I got similar reactions when I described the set-up to friends and colleagues in Japan. In fact they remind me a lot of the reactions I get when we say that we’re trying to raise our sons bilingual. Lots of 「いい、ね!」with a few more skeptical voices thrown in regarding late development or that trying to learn two languages will mean not being able to speak either ‘properly’, whatever the fuck that’s supposed to mean. In a symmetry that I can’t help but find funny, the reactions from people in the UK are broadly similar.
Here’s the thing though, if we’re happy defining ‘most’ as anything more than 50%, then most people in the world are bilingual (which for the sake of argument let’s assume means roughly equal comfort communicating it two different languages). Speaking one language at home and another for professional purposes is both necessary and the norm across most of India, and lots of southern China. Frankly just with those two you’re encompassing a sizable proportion of the global population before you even throw in the Philippines and most of the rest of SE Asia, Africa, Eastern Europe, S. America… In fact pretty much everywhere except parts of Western Europe, North America, and Japan.
Speaking one language only, that’s the unusual thing. That’s the thing policy makers and commentators blithely ignore when they make their pronouncements on the importance of a single national language. Bilingualism isn’t some sort of arcane fellowship that requires its members to swear an oath on the entrails of a sacrificed chicken, it’s just the way it is for most people around the world.
It’s only a big deal if you make it one. In the traditional prospective parent flurry of anxious reading I embarked on prior to the birth of our eldest son I went through a fair number of books titled Raising Bilingual Children or similar. A lot of the advice was vague or flat-out contradictory, and essentially boiled down to, ‘Do what feels right, but don’t make a big thing out of it.” In fact, the only consistent piece of practical advice across everything I read was not to let other people treat your child’s bilingualism as a party piece. If monolingual friends goad your kids to, ‘Say something in Japanese/English,’ then politely but firmly tell them to get fucked.

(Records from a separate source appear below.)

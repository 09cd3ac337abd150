//! GSAP and imagesLoaded bindings
//!
//! A choreography crosses into JS as a JSON array of steps plus a parallel
//! array of resolved targets. Cue steps become `timeline.call` entries that
//! report the phase code back to Rust.

use serde_json::{Value, json};

use crate::carousel::{Choreography, Step};

/// JSON description of every step, in order
pub fn steps_json(choreography: &Choreography) -> Value {
    Value::Array(
        choreography
            .steps()
            .iter()
            .map(|step| match step {
                Step::Tween { tween, position } => json!({
                    "kind": "tween",
                    "vars": tween.to_vars(),
                    "from": tween.from.map(|from| from.to_vars()),
                    "position": position.to_value(),
                }),
                Step::Cue { phase, position } => json!({
                    "kind": "cue",
                    "cue": phase.code(),
                    "position": position.to_value(),
                }),
            })
            .collect(),
    )
}

#[cfg(target_arch = "wasm32")]
mod bindings {
    use wasm_bindgen::prelude::*;

    #[wasm_bindgen(inline_js = "
        export function gsap_set(targets, vars) {
            window.gsap.set(targets, JSON.parse(vars));
        }

        export function gsap_play(targets, steps, on_cue) {
            const tl = window.gsap.timeline();
            JSON.parse(steps).forEach((step, i) => {
                const position = step.position === null ? undefined : step.position;
                if (step.kind === 'cue') {
                    tl.call(on_cue, [step.cue], position);
                } else if (step.from) {
                    tl.fromTo(targets[i], step.from, step.vars, position);
                } else {
                    tl.to(targets[i], step.vars, position);
                }
            });
            return tl;
        }

        export function gsap_kill(tl) {
            tl.kill();
        }

        export function images_loaded(image, on_done) {
            window.imagesLoaded(image, (instance) => on_done(instance.isComplete));
        }
    ")]
    extern "C" {
        #[wasm_bindgen(catch)]
        pub fn gsap_set(targets: &JsValue, vars: &str) -> Result<(), JsValue>;

        #[wasm_bindgen(catch)]
        pub fn gsap_play(
            targets: &js_sys::Array,
            steps: &str,
            on_cue: &js_sys::Function,
        ) -> Result<JsValue, JsValue>;

        #[wasm_bindgen(catch)]
        pub fn gsap_kill(timeline: &JsValue) -> Result<(), JsValue>;

        #[wasm_bindgen(catch)]
        pub fn images_loaded(image: &web_sys::Element, on_done: &js_sys::Function) -> Result<(), JsValue>;
    }
}

#[cfg(target_arch = "wasm32")]
pub use wasm::{kill, play, set, watch_image};

#[cfg(target_arch = "wasm32")]
mod wasm {
    use wasm_bindgen::JsValue;

    use super::{bindings, steps_json};
    use crate::carousel::{Choreography, Props, Step};
    use crate::error::{CarouselError, Result};
    use crate::platform::dom::Page;

    fn script_error(err: JsValue) -> CarouselError {
        CarouselError::Script(err.as_string().unwrap_or_else(|| format!("{:?}", err)))
    }

    /// `gsap.set` on already-resolved targets
    pub fn set(targets: &JsValue, props: &Props) -> Result<()> {
        let vars = serde_json::Value::Object(props.to_vars()).to_string();
        bindings::gsap_set(targets, &vars).map_err(script_error)
    }

    /// Build and start a GSAP timeline for `choreography`, skipping tweens on
    /// optional elements the page does not have. Returns the timeline.
    pub fn play(page: &Page, choreography: &Choreography, on_cue: &js_sys::Function) -> Result<JsValue> {
        let choreography = choreography.filter_tweens(|target| page.has(target));
        let targets = js_sys::Array::new();
        for step in choreography.steps() {
            match step {
                Step::Tween { tween, .. } => targets.push(&page.resolve(tween.target)?),
                Step::Cue { .. } => targets.push(&JsValue::NULL),
            };
        }
        let steps = steps_json(&choreography).to_string();
        bindings::gsap_play(&targets, &steps, on_cue).map_err(script_error)
    }

    /// Stop a timeline returned by [`play`]
    pub fn kill(timeline: &JsValue) -> Result<()> {
        bindings::gsap_kill(timeline).map_err(script_error)
    }

    /// Report when `image` finishes loading (or fails)
    pub fn watch_image(image: &web_sys::Element, on_done: &js_sys::Function) -> Result<()> {
        bindings::images_loaded(image, on_done).map_err(script_error)
    }
}

#[cfg(test)]
mod tests {
    use super::*;
    use crate::carousel::{CarouselState, Direction, Position, Props, Target, TransitionSequencer, Tween};
    use crate::carousel::TransitionPhase;
    use crate::settings::{OverlapPolicy, Timing};

    #[test]
    fn test_cue_and_tween_steps() {
        let c = Choreography::new()
            .tween(
                Tween::to(
                    Target::LoaderBar,
                    1,
                    Props {
                        scale_x: Some(0.5),
                        ..Default::default()
                    },
                )
                .duration(1.0),
                Position::At(0.0),
            )
            .cue(TransitionPhase::Idle, Position::Sequential);
        let json = steps_json(&c);
        assert_eq!(json[0]["kind"], "tween");
        assert_eq!(json[0]["vars"]["scaleX"], json!(0.5));
        assert_eq!(json[0]["vars"]["duration"], json!(1.0));
        assert!(json[0]["from"].is_null());
        assert_eq!(json[1]["kind"], "cue");
        assert_eq!(json[1]["cue"], json!(TransitionPhase::Idle.code()));
        assert!(json[1]["position"].is_null());
    }

    #[test]
    fn test_swap_text_in_is_from_to() {
        let mut state = CarouselState::with_len(3, 2).unwrap();
        let mut seq = TransitionSequencer::new(Timing::default(), OverlapPolicy::Reject);
        let entrance = seq.entrance(&state).unwrap();
        for cue in entrance.cues() {
            seq.on_cue(cue, &mut state).unwrap();
        }
        let swap = match seq.swap(&mut state, Direction::Right).unwrap() {
            crate::carousel::SwapOutcome::Started(c) => c,
            crate::carousel::SwapOutcome::Queued => unreachable!(),
        };
        let json = steps_json(&swap);
        let from_to: Vec<&Value> = json
            .as_array()
            .unwrap()
            .iter()
            .filter(|s| !s["from"].is_null())
            .collect();
        assert_eq!(from_to.len(), 1);
        assert_eq!(from_to[0]["from"]["translateY"], "40px");
        assert_eq!(from_to[0]["vars"]["stagger"], json!(0.1f32));
        // Text fade-out overlaps the nav dim
        assert_eq!(json[2]["position"], "-=0.1");
    }
}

Bilingual kids are not performing monkeys. They’re not pulling rabbits from a hat. In fact, on a global scale, it’s the monoglot who’s the sideshow freak in this situation. It’s why I’ll always take a returnee or otherwise bilingual student aside after our first lesson instead of talking to him in front of this classmates; it just forestalls all the inevitable demands to know exactly what we were talking about, as though we weren’t just gauging each other’s level of ability and interest but instead exchanging the secret codewords for The Global English Conspiracy.
|Why do you think I insist on shaking hands?|
There is no conspiracy. There are no codewords.* The only ‘secrets’ to language acquisition are motivation and opportunity, and when monoglots express surprise or amazement towards bilinguals they’re saying more about their local environment than the global one. Like the caveman with the cigarette lighter or a spearfisherman in a coracle encountering a naval destroyer for the first time, it’s a self-imposed version of the Outside Context Problem. It’s a fundamentally nearsighted example of confusing the local for the global and assuming that because no-one near you does a thing that means it can’t or shouldn’t be done at all.
To bring it all back to football, when the English press were falling all over themselves to praise Arsène Wenger’s continental sophistication Alex Ferguson sneered that, “They say he’s an intelligent man? Speaks five languages? I’ve got a fifteen-year-old from the Ivory Coast who speaks five languages.” For all that Fergie was a cantankerous old hypocrite who would have sworn up was down if he’d thought it would have got one of his players off a simulation charge, he’s actually right about this one.
Which reminds me, there’s this funny story about the time my brother and I went to Old Trafford…
*But then I would say that, wouldn’t I?